Green Dot is funded by a pass-through grant from the Center for Disease Control into the Missouri Department of Health and Senior Services, and under that, a grant for violence against women. Cason said the grant of $100,000 covered costs of the implementation process from November 2014 through January 2016. She said the university will reapply at that time for a chance to renew the grant and continue the program through January 2017.
“We’ve gained a lot of traction, and we feel very confident that we will get the renewal,” Cason said. “There have been some discussions about using evaluations of how we’re implementing the program as models for other universities to do it.”
Cason said UCM is one of three universities in Missouri participating in Green Dot College – the University of Missouri System’s Green Dot program is already established and further along than UCM, and Northwest Missouri State University is just getting started.
Launch week of the program, from Sept. 24 through Oct. 3, was the first campuswide introduction to Green Dot, which is primarily a word-of-mouth movement. Cason said one of the major highlights of the week was Green Dot founder Dorothy Edwards’ keynote presentation Sept. 29 in Hendricks Hall.

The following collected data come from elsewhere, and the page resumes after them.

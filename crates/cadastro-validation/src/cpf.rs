//! CPF check-digit validation
//!
//! A CPF is 11 digits: nine base digits followed by two check digits. Each
//! check digit is derived from the digits before it with descending weights
//! (10..2 for the first, 11..2 for the second):
//!
//! ```text
//! r = (Σ digit × weight) × 10 mod 11,  r ∈ {10, 11} → 0
//! ```
//!
//! Sequences of a single repeated digit satisfy the equations but are not
//! issued, so they are rejected up front.

use crate::error::FieldError;
use crate::mask::CPF_DIGITS;

/// Whether `value` (formatted or bare) carries a CPF with valid check digits.
pub fn is_valid_cpf(value: &str) -> bool {
    let digits: Vec<u32> = value.chars().filter_map(|c| c.to_digit(10)).collect();

    if digits.len() != CPF_DIGITS || digits.iter().all(|&d| d == digits[0]) {
        return false;
    }

    check_digit(&digits[..9]) == digits[9] && check_digit(&digits[..10]) == digits[10]
}

/// Check digit for `digits`; the first digit gets weight `len + 1`, the last
/// gets weight 2.
fn check_digit(digits: &[u32]) -> u32 {
    let top_weight = digits.len() as u32 + 1;
    let sum: u32 = digits
        .iter()
        .zip((2..=top_weight).rev())
        .map(|(digit, weight)| digit * weight)
        .sum();

    match (sum * 10) % 11 {
        10 | 11 => 0,
        remainder => remainder,
    }
}

/// Blur-time CPF rule: empty passes, anything else must checksum.
pub fn validate_cpf(value: &str) -> Result<(), FieldError> {
    if value.trim().is_empty() || is_valid_cpf(value) {
        Ok(())
    } else {
        Err(FieldError::InvalidCpf)
    }
}
//! Input masks
//!
//! Every mask works the same way: keep the ASCII digits, truncate to the
//! mask's capacity, then insert separators in front of fixed digit positions.
//! A separator only appears once a digit follows it, so partially typed values
//! render progressively.

/// Digits in a full phone number (2 area code + 9 subscriber).
pub const PHONE_DIGITS: usize = 11;

/// Digits in a CPF.
pub const CPF_DIGITS: usize = 11;

/// Digits in a `dd/mm/yyyy` date.
pub const BIRTH_DATE_DIGITS: usize = 8;

const CPF_SEPARATORS: &[(usize, char)] = &[(3, '.'), (6, '.'), (9, '-')];
const BIRTH_DATE_SEPARATORS: &[(usize, char)] = &[(2, '/'), (4, '/')];

/// Keep only ASCII digits.
pub fn digits_only(raw: &str) -> String {
    raw.chars().filter(char::is_ascii_digit).collect()
}

fn capped_digits(raw: &str, capacity: usize) -> String {
    raw.chars().filter(char::is_ascii_digit).take(capacity).collect()
}

/// Insert `separators` (digit index, char) in front of the matching digits.
fn apply_mask(digits: &str, separators: &[(usize, char)]) -> String {
    let mut masked = String::with_capacity(digits.len() + separators.len());

    for (index, digit) in digits.chars().enumerate() {
        if let Some((_, separator)) = separators.iter().find(|(at, _)| *at == index) {
            masked.push(*separator);
        }
        masked.push(digit);
    }

    masked
}

/// `(DD) DDDDD-DDDD` once all 11 digits are present, bare digits before that.
pub fn format_phone(raw: &str) -> String {
    let digits = capped_digits(raw, PHONE_DIGITS);

    if digits.len() == PHONE_DIGITS {
        format!("({}) {}-{}", &digits[..2], &digits[2..7], &digits[7..])
    } else {
        digits
    }
}

/// Progressive `DDD.DDD.DDD-DD`.
pub fn format_cpf(raw: &str) -> String {
    apply_mask(&capped_digits(raw, CPF_DIGITS), CPF_SEPARATORS)
}

/// Progressive `DD/DD/DDDD`.
pub fn format_birth_date(raw: &str) -> String {
    apply_mask(&capped_digits(raw, BIRTH_DATE_DIGITS), BIRTH_DATE_SEPARATORS)
}

#[cfg(test)]
mod tests {
    use super::*;
    use rstest::rstest;

    #[test]
    fn test_digits_only() {
        assert_eq!(digits_only("(11) 98765-4321"), "11987654321");
        assert_eq!(digits_only("abc"), "");
        // Non-ASCII digits are not digits for the mask
        assert_eq!(digits_only("١٢3"), "3");
    }

    #[rstest]
    #[case("11987654321", "(11) 98765-4321")]
    #[case("(11) 98765-4321", "(11) 98765-4321")]
    #[case("119876", "119876")]
    #[case("11 9876", "119876")]
    #[case("1198765432199", "(11) 98765-4321")]
    #[case("", "")]
    #[case("abc", "")]
    fn test_format_phone(#[case] raw: &str, #[case] expected: &str) {
        assert_eq!(format_phone(raw), expected);
    }

    #[rstest]
    #[case("1", "1")]
    #[case("123", "123")]
    #[case("1234", "123.4")]
    #[case("123456", "123.456")]
    #[case("1234567", "123.456.7")]
    #[case("123456789", "123.456.789")]
    #[case("1234567890", "123.456.789-0")]
    #[case("12345678901", "123.456.789-01")]
    #[case("123456789012345", "123.456.789-01")]
    #[case("123.456.789-01", "123.456.789-01")]
    fn test_format_cpf_progressive(#[case] raw: &str, #[case] expected: &str) {
        assert_eq!(format_cpf(raw), expected);
    }

    #[test]
    fn test_format_cpf_never_exceeds_mask_width() {
        let formatted = format_cpf("99999999999999999999");
        assert_eq!(formatted.len(), 14);
    }

    #[rstest]
    #[case("0", "0")]
    #[case("01", "01")]
    #[case("010", "01/0")]
    #[case("0101", "01/01")]
    #[case("01011", "01/01/1")]
    #[case("010119", "01/01/19")]
    #[case("01011990", "01/01/1990")]
    #[case("0101199012", "01/01/1990")]
    #[case("01/01/1990", "01/01/1990")]
    #[case("01-01-1990", "01/01/1990")]
    fn test_format_birth_date_breakpoints(#[case] raw: &str, #[case] expected: &str) {
        assert_eq!(format_birth_date(raw), expected);
    }
}
//! Key-value storage for values that must survive a reload
//!
//! The form only ever persists the two identifiers it was seeded with, so the
//! interface is a plain string store. Backends are picked from
//! [`StorageConfig`](crate::config::StorageConfig).

use std::sync::Arc;

use anyhow::Result;
use async_trait::async_trait;
use tracing::debug;

use crate::config::{StorageBackend, StorageConfig};

pub mod filesystem;
pub mod memory;

pub use filesystem::FilesystemStorage;
pub use memory::MemoryStorage;

/// Trait for key-value storage backends
#[async_trait]
pub trait Storage: Send + Sync {
    /// Get the value stored under `key`
    async fn get(&self, key: &str) -> Result<Option<String>>;

    /// Store `value` under `key`, replacing any previous value
    async fn set(&self, key: &str, value: String) -> Result<()>;

    /// Get storage backend name
    fn name(&self) -> &'static str;
}

/// Build the backend selected in configuration.
pub async fn open_storage(config: &StorageConfig) -> Result<Arc<dyn Storage>> {
    let storage: Arc<dyn Storage> = match config.backend {
        StorageBackend::Memory => Arc::new(MemoryStorage::new()),
        StorageBackend::Filesystem => {
            let storage = FilesystemStorage::new(&config.path).await?;
            debug!(root = ?storage.root(), "filesystem storage ready");
            Arc::new(storage)
        }
    };
    debug!(backend = storage.name(), "storage opened");
    Ok(storage)
}
// File: src/form.rs
// Purpose: Form state, the event reducer, and submission gating

use std::collections::BTreeMap;
use std::sync::Arc;

use cadastro_validation::{FieldError, FieldKind};
use chrono::{NaiveDate, Utc};
use serde::{Deserialize, Serialize};
use tracing::{info, warn};

use crate::config::ValidationConfig;
use crate::error::{FormError, SubmitBlocked};
use crate::field::{FieldController, FieldInput, FieldValue, Phase};
use crate::notification::Notification;
use crate::payload::SubmissionPayload;
use crate::route::EntryRoute;
use crate::transport::{Transport, TransportError, TransportResponse, UNPROCESSABLE_ENTITY};

/// UI callbacks, reduced into [`FormState`] one at a time.
#[derive(Debug, Clone, PartialEq, Eq)]
pub enum FormEvent {
    Edit { field: FieldKind, input: FieldInput },
    Blur { field: FieldKind },
    DismissNotification,
}

#[derive(Debug, Clone, Copy, PartialEq, Eq, Default, Serialize)]
#[serde(rename_all = "lowercase")]
pub enum SubmissionStatus {
    #[default]
    Idle,
    Submitting,
}

/// Current formatted values, as read at submit time.
#[derive(Debug, Clone, PartialEq, Eq, Default)]
pub struct FormRecord {
    pub name: String,
    pub email: String,
    pub phone: String,
    pub cpf: String,
    pub birth_date: String,
    pub consent: bool,
}

/// What happened to a submit attempt.
#[derive(Debug, Clone, PartialEq, Eq)]
pub enum SubmitOutcome {
    /// Nothing was sent.
    Blocked(SubmitBlocked),
    /// 2xx.
    Accepted,
    /// 422, with the server's messages joined.
    Rejected { detail: String },
    /// Any other status.
    Failed { status: u16 },
    /// No response at all.
    NetworkError { cause: String },
}

#[derive(Deserialize)]
struct RejectionBody {
    #[serde(rename = "Errors", default)]
    errors: Option<Vec<String>>,
}

/// Detail shown for a 422. The status alone settles that the server rejected
/// the registration, so a body that is not `{"Errors": [...]}` still counts as
/// a rejection and reads `unknown error`; it is never reported as a transport
/// failure.
fn rejection_detail(body: &str) -> String {
    serde_json::from_str::<RejectionBody>(body)
        .ok()
        .and_then(|rejection| rejection.errors)
        .map(|errors| errors.join(", "))
        .unwrap_or_else(|| "unknown error".to_string())
}

impl SubmitOutcome {
    /// Classify the transport's answer.
    pub fn from_transport(result: Result<TransportResponse, TransportError>) -> Self {
        match result {
            Ok(response) if response.is_success() => SubmitOutcome::Accepted,
            Ok(response) if response.status == UNPROCESSABLE_ENTITY => SubmitOutcome::Rejected {
                detail: rejection_detail(&response.body),
            },
            Ok(response) => SubmitOutcome::Failed {
                status: response.status,
            },
            Err(err) => SubmitOutcome::NetworkError {
                cause: err.to_string(),
            },
        }
    }

    /// Banner for this outcome. A submit that found one already in flight
    /// leaves the current banner alone.
    pub fn notification(&self) -> Option<Notification> {
        match self {
            SubmitOutcome::Blocked(SubmitBlocked::InFlight) => None,
            SubmitOutcome::Blocked(SubmitBlocked::Invalid { .. }) => Some(Notification::fix_errors()),
            SubmitOutcome::Accepted => Some(Notification::submitted()),
            SubmitOutcome::Rejected { detail } => Some(Notification::rejected(detail)),
            SubmitOutcome::Failed { .. } => Some(Notification::failed()),
            SubmitOutcome::NetworkError { cause } => Some(Notification::network(cause)),
        }
    }

    pub fn is_accepted(&self) -> bool {
        matches!(self, SubmitOutcome::Accepted)
    }
}

/// Serializable view of one field.
#[derive(Debug, Clone, PartialEq, Eq, Serialize)]
pub struct FieldSnapshot {
    pub value: FieldValue,
    pub error: Option<String>,
    pub touched: bool,
}

/// Serializable view of the whole form.
#[derive(Debug, Clone, PartialEq, Eq, Serialize)]
pub struct FormSnapshot {
    pub fields: BTreeMap<FieldKind, FieldSnapshot>,
    pub submitting: bool,
    pub notification: Option<Notification>,
}

/// Everything the form shows: field values and errors, whether a submission
/// is in flight, and the current banner.
///
/// State only changes through [`FormState::apply`] and the two submit
/// halves, so every transition is a plain function of (state, event).
#[derive(Debug, Clone, PartialEq, Eq)]
pub struct FormState {
    // One controller per FieldKind, indexed by discriminant
    fields: Vec<FieldController>,
    status: SubmissionStatus,
    notification: Option<Notification>,
}

impl Default for FormState {
    fn default() -> Self {
        Self::new(&ValidationConfig::default())
    }
}

impl FormState {
    pub fn new(validation: &ValidationConfig) -> Self {
        let fields = FieldKind::ALL
            .into_iter()
            .map(|kind| FieldController::new(kind, validation.trigger_for(kind)))
            .collect();

        Self {
            fields,
            status: SubmissionStatus::Idle,
            notification: None,
        }
    }

    pub fn apply(&mut self, event: FormEvent) -> Result<(), FormError> {
        match event {
            FormEvent::Edit { field, input } => self.field_mut(field).edit(input)?,
            FormEvent::Blur { field } => self.field_mut(field).blur(),
            FormEvent::DismissNotification => self.notification = None,
        }
        Ok(())
    }

    pub fn field(&self, kind: FieldKind) -> &FieldController {
        &self.fields[kind as usize]
    }

    fn field_mut(&mut self, kind: FieldKind) -> &mut FieldController {
        &mut self.fields[kind as usize]
    }

    pub fn fields(&self) -> impl Iterator<Item = &FieldController> {
        self.fields.iter()
    }

    pub fn text(&self, kind: FieldKind) -> &str {
        self.field(kind).value().as_text()
    }

    pub fn consent(&self) -> bool {
        self.field(FieldKind::Consent).value().as_flag()
    }

    /// Fields currently holding an error.
    pub fn errors(&self) -> BTreeMap<FieldKind, FieldError> {
        self.fields
            .iter()
            .filter_map(|field| field.error().map(|error| (field.kind(), error)))
            .collect()
    }

    pub fn has_errors(&self) -> bool {
        self.fields.iter().any(|field| !field.is_valid())
    }

    pub fn status(&self) -> SubmissionStatus {
        self.status
    }

    pub fn is_submitting(&self) -> bool {
        self.status == SubmissionStatus::Submitting
    }

    pub fn notification(&self) -> Option<&Notification> {
        self.notification.as_ref()
    }

    pub fn record(&self) -> FormRecord {
        FormRecord {
            name: self.text(FieldKind::Name).to_string(),
            email: self.text(FieldKind::Email).to_string(),
            phone: self.text(FieldKind::Phone).to_string(),
            cpf: self.text(FieldKind::Cpf).to_string(),
            birth_date: self.text(FieldKind::BirthDate).to_string(),
            consent: self.consent(),
        }
    }

    /// Evaluate every field with submit rules, whatever its trigger or focus
    /// history. Returns the resulting errors.
    pub fn validate_all(&mut self) -> BTreeMap<FieldKind, FieldError> {
        for field in &mut self.fields {
            field.evaluate(Phase::Submit);
        }
        self.errors()
    }

    /// First half of a submit: gate on validation, enter `Submitting`, and
    /// build the payload. Nothing is sent from here.
    pub fn begin_submit(
        &mut self,
        route: &EntryRoute,
        register_date: NaiveDate,
    ) -> Result<SubmissionPayload, SubmitBlocked> {
        if self.is_submitting() {
            warn!("submit ignored: a submission is already in flight");
            return Err(SubmitBlocked::InFlight);
        }

        let errors = self.validate_all();
        if !errors.is_empty() {
            let invalid: Vec<&str> = errors.keys().map(FieldKind::as_str).collect();
            warn!(?invalid, "submit blocked by validation errors");
            self.notification = Some(Notification::fix_errors());
            return Err(SubmitBlocked::Invalid { errors });
        }

        self.status = SubmissionStatus::Submitting;
        self.notification = None;
        info!(images = route.image_numbers.len(), "submitting registration");

        Ok(SubmissionPayload::build(&self.record(), route, register_date))
    }

    /// Second half of a submit: leave `Submitting` and show the outcome.
    ///
    /// A result that arrives with no submission in flight is classified but
    /// otherwise discarded.
    pub fn complete_submit(
        &mut self,
        result: Result<TransportResponse, TransportError>,
    ) -> SubmitOutcome {
        let outcome = SubmitOutcome::from_transport(result);

        if !self.is_submitting() {
            warn!(?outcome, "discarding transport result with no submission in flight");
            return outcome;
        }

        match &outcome {
            SubmitOutcome::Accepted => info!("registration accepted"),
            SubmitOutcome::Rejected { detail } => warn!(%detail, "registration rejected"),
            SubmitOutcome::Failed { status } => warn!(status, "registration endpoint failed"),
            SubmitOutcome::NetworkError { cause } => warn!(%cause, "registration not delivered"),
            SubmitOutcome::Blocked(_) => {}
        }

        self.status = SubmissionStatus::Idle;
        self.notification = outcome.notification();
        outcome
    }

    pub fn snapshot(&self) -> FormSnapshot {
        let fields = self
            .fields
            .iter()
            .map(|field| {
                let snapshot = FieldSnapshot {
                    value: field.value().clone(),
                    error: field.error().map(|error| error.to_string()),
                    touched: field.touched(),
                };
                (field.kind(), snapshot)
            })
            .collect();

        FormSnapshot {
            fields,
            submitting: self.is_submitting(),
            notification: self.notification.clone(),
        }
    }
}

/// Source of the registration date.
pub type Clock = Arc<dyn Fn() -> NaiveDate + Send + Sync>;

/// The form aggregator: state plus the identifiers it was seeded with and the
/// transport it submits through.
pub struct RegistrationForm {
    state: FormState,
    route: EntryRoute,
    transport: Arc<dyn Transport>,
    clock: Clock,
}

impl RegistrationForm {
    pub fn new(route: EntryRoute, transport: Arc<dyn Transport>, validation: &ValidationConfig) -> Self {
        Self {
            state: FormState::new(validation),
            route,
            transport,
            clock: Arc::new(|| Utc::now().date_naive()),
        }
    }

    /// Replace the UTC-today clock used for `RegisterDate`.
    pub fn with_clock(mut self, clock: impl Fn() -> NaiveDate + Send + Sync + 'static) -> Self {
        self.clock = Arc::new(clock);
        self
    }

    pub fn state(&self) -> &FormState {
        &self.state
    }

    pub fn route(&self) -> &EntryRoute {
        &self.route
    }

    pub fn transport(&self) -> Arc<dyn Transport> {
        Arc::clone(&self.transport)
    }

    pub fn apply(&mut self, event: FormEvent) -> Result<(), FormError> {
        self.state.apply(event)
    }

    pub fn begin_submit(&mut self) -> Result<SubmissionPayload, SubmitBlocked> {
        let today = (self.clock)();
        self.state.begin_submit(&self.route, today)
    }

    pub fn complete_submit(
        &mut self,
        result: Result<TransportResponse, TransportError>,
    ) -> SubmitOutcome {
        self.state.complete_submit(result)
    }

    /// Validate, send once, and report.
    pub async fn submit(&mut self) -> SubmitOutcome {
        let payload = match self.begin_submit() {
            Ok(payload) => payload,
            Err(blocked) => return SubmitOutcome::Blocked(blocked),
        };

        let result = self.transport.send(&payload).await;
        self.complete_submit(result)
    }
}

Cason said the first round of Green Dot training the weekend of Oct. 9-10 only had eight participants because launch week had just finished, and a lot of people wouldn’t have heard about Green Dot yet.
“Per program fidelity, every student is personally invited to come to training,” Cason said. “And I receive those from faculty and staff, other students, on our website as a nomination page, and I ask for a name and an email address.”
When those names come to Cason, she personally invites them to have coffee with her and discuss participating in Green Dot training.
“There are two reasons for that,” Cason said. “The first one is you see more people keeping that training date and showing up. When you’re personally invited instead of being cold-called, it’s very different.
“The second reason we do that is because this is a personal topic. Everyone at some point will have some sort of encounter with violence, whether it’s personally, whether it’s somebody you know, somebody that you love, something you see on the news. It’s a very personal topic, and so we like to create a very safe space for our students to be able to engage with us, discussing and learning about this topic.”
Cason has a background in women’s studies, so she said the big distinguishing factor as to why she loves Green Dot and her work as a specialist at UCM is getting to talk about her passion and share it with everyone else.
“It probably took me seven months of working to figure out what is it in particular that I love about it,” she said. “I don’t get to keep it to myself. I get to have everyone else join me in it.
“Watching the same passion being ignited and saying, ‘Hey you can do this too,’ it’s a very emotional moment for me. A lot of students said, ‘I had no idea I could do this.’ This program isn’t for me. It’s for everyone else. And I love that I don’t just get to keep that passion for myself. I get to welcome everyone else to come join me in this awesome work.”